4 Potential Outcomes and Adjustment

Learning Objectives

By the end of this chapter, students should be able to:

Define the potential outcome \(Y(t)\), state SUTVA precisely, and derive the consistency equation \(Y = Y(T)\).
Define the ATE and ATT, explain how they relate to each other, and re-express them as functionals of the structural equation for \(Y\).
Show that the linear SEM structural coefficient \(\beta\) equals the ATE under homogeneous effects, and explain why ATE and ATT diverge under treatment effect heterogeneity.
State the ignorability assumption, interpret it graphically as a back-door condition, and explain why overlap is a necessary companion assumption.
Derive the adjustment formula for the ATE under strong ignorability and positivity, and explain how the back-door criterion provides the graphical justification for conditional exchangeability.

4.1 Motivation: A Third Language for Causality

The first three chapters developed causal inference primarily in the languages of structural equations and directed acyclic graphs. Those languages are especially effective for expressing interventions syntactically: the SEM shows how an intervention replaces an assignment mechanism, and the DAG shows how it deletes incoming arrows. This chapter introduces a third language: the potential outcomes framework of Neyman (1923) and Rubin (1974).

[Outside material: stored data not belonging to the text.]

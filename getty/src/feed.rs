//! Home feed: the posts of everyone a user follows, fetched per request.

use futures_util::future::join_all;
use log::warn;
use serde::{Deserialize, Serialize};

use crate::{
    config::FeedConfig,
    errors::RepoError,
    graph::SocialGraph,
    keys::validate_segment,
    models::Post,
    posts::PostRepository,
    store::DocumentStore,
};

/// What happens when one followed user's posts cannot be fetched.
#[derive(Debug, Clone, Copy, Default, PartialEq, Eq, Serialize, Deserialize, clap::ValueEnum)]
#[serde(rename_all = "snake_case")]
pub enum FeedPolicy {
    /// The whole feed fails.
    #[default]
    AllOrNothing,
    /// The feed is returned without that user's posts, and the failure is listed.
    BestEffort,
}

#[derive(Debug, Clone, PartialEq, Serialize, Deserialize)]
pub struct FeedFailure {
    pub user_id: String,
    pub message: String,
}

#[derive(Debug, Clone, Default, PartialEq, Serialize, Deserialize)]
pub struct HomeFeed {
    pub posts: Vec<Post>,
    #[serde(default, skip_serializing_if = "Vec::is_empty")]
    pub skipped: Vec<FeedFailure>,
}

#[derive(Clone)]
pub struct FeedAggregator<S> {
    graph: SocialGraph<S>,
    posts: PostRepository<S>,
    policy: FeedPolicy,
    include_own_posts: bool,
}

impl<S: DocumentStore> FeedAggregator<S> {
    pub fn new(graph: SocialGraph<S>, posts: PostRepository<S>) -> Self {
        Self::from_config(graph, posts, &FeedConfig::default())
    }

    pub fn from_config(graph: SocialGraph<S>, posts: PostRepository<S>, config: &FeedConfig) -> Self {
        Self {
            graph,
            posts,
            policy: config.policy,
            include_own_posts: config.include_own_posts,
        }
    }

    pub fn with_policy(mut self, policy: FeedPolicy) -> Self {
        self.policy = policy;
        self
    }

    pub fn with_own_posts(mut self, include: bool) -> Self {
        self.include_own_posts = include;
        self
    }

    /// Posts of every followed user, grouped per user in `following` order, each group oldest
    /// first. With `include_own_posts` the requester's posts come first.
    pub async fn get_home_feed(&self, user_id: &str) -> Result<HomeFeed, RepoError> {
        let record = self.graph.get_friend_record(user_id).await?;

        let mut sources = Vec::with_capacity(record.following.len() + 1);
        if self.include_own_posts {
            sources.push(user_id.to_string());
        }
        for followed in record.following {
            match validate_segment("user_id", &followed) {
                Ok(()) if followed != user_id || !self.include_own_posts => sources.push(followed),
                Ok(()) => {}
                Err(err) => warn!("skipping {followed:?} in the feed of {user_id}: {}", err.summary()),
            }
        }

        let fetched = join_all(sources.iter().map(|source| self.posts.get_all_posts(source))).await;

        let mut feed = HomeFeed::default();
        for (source, result) in sources.into_iter().zip(fetched) {
            match result {
                Ok(posts) => feed.posts.extend(posts),
                Err(err) if self.policy == FeedPolicy::BestEffort => {
                    warn!("leaving {source} out of the feed of {user_id}: {err}");
                    feed.skipped.push(FeedFailure {
                        user_id: source,
                        message: err.message(),
                    });
                }
                Err(err) => return Err(err),
            }
        }
        Ok(feed)
    }
}
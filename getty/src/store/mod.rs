//! Document store adapter.
//!
//! A path-addressed hierarchical store with point reads and writes, change subscriptions, and a
//! versioned conditional commit. The commit is the only primitive that spans several paths; plain
//! [`DocumentStore::set`] calls are independent of each other.

mod any;
mod memory;
mod redis_store;

pub use any::AnyStore;
pub use memory::{FaultOp, MemoryStore};
pub use redis_store::RedisStore;

use std::{any::Any, future::Future};

use serde::{Serialize, de::DeserializeOwned};
use serde_json::Value;
use tokio::sync::watch;

use crate::{errors::RepoError, keys::StorePath};

/// A document together with the version it was read at. Version `0` means never written.
#[derive(Debug, Clone, PartialEq)]
pub struct Versioned {
    pub value: Option<Value>,
    pub version: u64,
}

/// One path of a conditional commit. `value: None` deletes the document.
#[derive(Debug, Clone, PartialEq)]
pub struct ConditionalWrite {
    pub path: StorePath,
    pub value: Option<Value>,
    /// Version the caller read; `None` writes unconditionally.
    pub expected_version: Option<u64>,
}

impl ConditionalWrite {
    pub fn put(path: StorePath, value: Value, expected_version: Option<u64>) -> Self {
        Self {
            path,
            value: Some(value),
            expected_version,
        }
    }

    pub fn delete(path: StorePath, expected_version: Option<u64>) -> Self {
        Self {
            path,
            value: None,
            expected_version,
        }
    }
}

pub trait DocumentStore: Clone + Send + Sync + 'static {
    /// Reads the document at `path`, or the object of its children when only descendants exist.
    fn get(&self, path: &StorePath) -> impl Future<Output = Result<Option<Value>, RepoError>> + Send;

    /// Replaces the subtree at `path`. `Value::Null` deletes it.
    fn set(&self, path: &StorePath, value: Value) -> impl Future<Output = Result<(), RepoError>> + Send;

    fn get_versioned(&self, path: &StorePath) -> impl Future<Output = Result<Versioned, RepoError>> + Send;

    /// Applies every write or none of them. Fails with [`RepoError::VersionConflict`] when an
    /// expected version is stale. Returns the new version of each path, in order.
    fn commit(&self, writes: Vec<ConditionalWrite>) -> impl Future<Output = Result<Vec<u64>, RepoError>> + Send;

    /// Opens a watch on `path`. The first value delivered is the current snapshot.
    fn subscribe(&self, path: &StorePath) -> impl Future<Output = Result<Subscription, RepoError>> + Send;

    /// Resolves with the first value the watch delivers and closes the watch before returning.
    fn subscribe_once(&self, path: &StorePath) -> impl Future<Output = Result<Option<Value>, RepoError>> + Send {
        async move {
            let mut subscription = self.subscribe(path).await?;
            let value = subscription.next().await;
            drop(subscription);
            value
        }
    }
}

pub(crate) fn encode<T: Serialize>(path: &StorePath, document: &T) -> Result<Value, RepoError> {
    serde_json::to_value(document).map_err(|err| RepoError::Other {
        message: format!("failed to serialize document at {path}: {err}").into(),
    })
}

pub(crate) fn decode<T: DeserializeOwned>(path: &StorePath, value: Value) -> Result<T, RepoError> {
    serde_json::from_value(value).map_err(|err| RepoError::corrupt(&path.to_string(), err))
}

/// A live watch on one path. Dropping it unregisters the watch.
pub struct Subscription {
    path: StorePath,
    receiver: watch::Receiver<Option<Value>>,
    delivered_initial: bool,
    _guard: Box<dyn Any + Send + Sync>,
}

impl Subscription {
    pub(crate) fn new(
        path: StorePath,
        receiver: watch::Receiver<Option<Value>>,
        guard: Box<dyn Any + Send + Sync>,
    ) -> Self {
        Self {
            path,
            receiver,
            delivered_initial: false,
            _guard: guard,
        }
    }

    pub fn path(&self) -> &StorePath {
        &self.path
    }

    /// The current snapshot on the first call, then one value per observed change.
    pub async fn next(&mut self) -> Result<Option<Value>, RepoError> {
        if !self.delivered_initial {
            self.delivered_initial = true;
            return Ok(self.receiver.borrow_and_update().clone());
        }
        self.receiver
            .changed()
            .await
            .map_err(|_| RepoError::unavailable(format!("watch on {} closed", self.path)))?;
        Ok(self.receiver.borrow_and_update().clone())
    }
}

impl std::fmt::Debug for Subscription {
    fn fmt(&self, f: &mut std::fmt::Formatter<'_>) -> std::fmt::Result {
        f.debug_struct("Subscription")
            .field("path", &self.path)
            .field("delivered_initial", &self.delivered_initial)
            .finish()
    }
}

Potential outcomes provide a direct language for defining causal estimands. Quantities such as the average treatment effect, the average treatment effect on the treated, and related contrasts are most naturally written in terms of counterfactual outcomes \(Y(1)\), \(Y(0)\), and more generally \(Y(t)\). For this reason, the potential outcomes framework has become standard in statistics, biostatistics, epidemiology, and much of econometrics.

Assumptions such as ignorability, positivity, and exclusion can be stated in this language, but DAGs and the do-operator often make their structural content more transparent. The two frameworks should be viewed as complementary rather than competing: potential outcomes define the causal quantities of interest, while DAGs and the do-calculus clarify identification.

Chapter 4 bridges the graphical framework of Chapters 1–3 to the applied designs of Part II and the estimation methods of Part III.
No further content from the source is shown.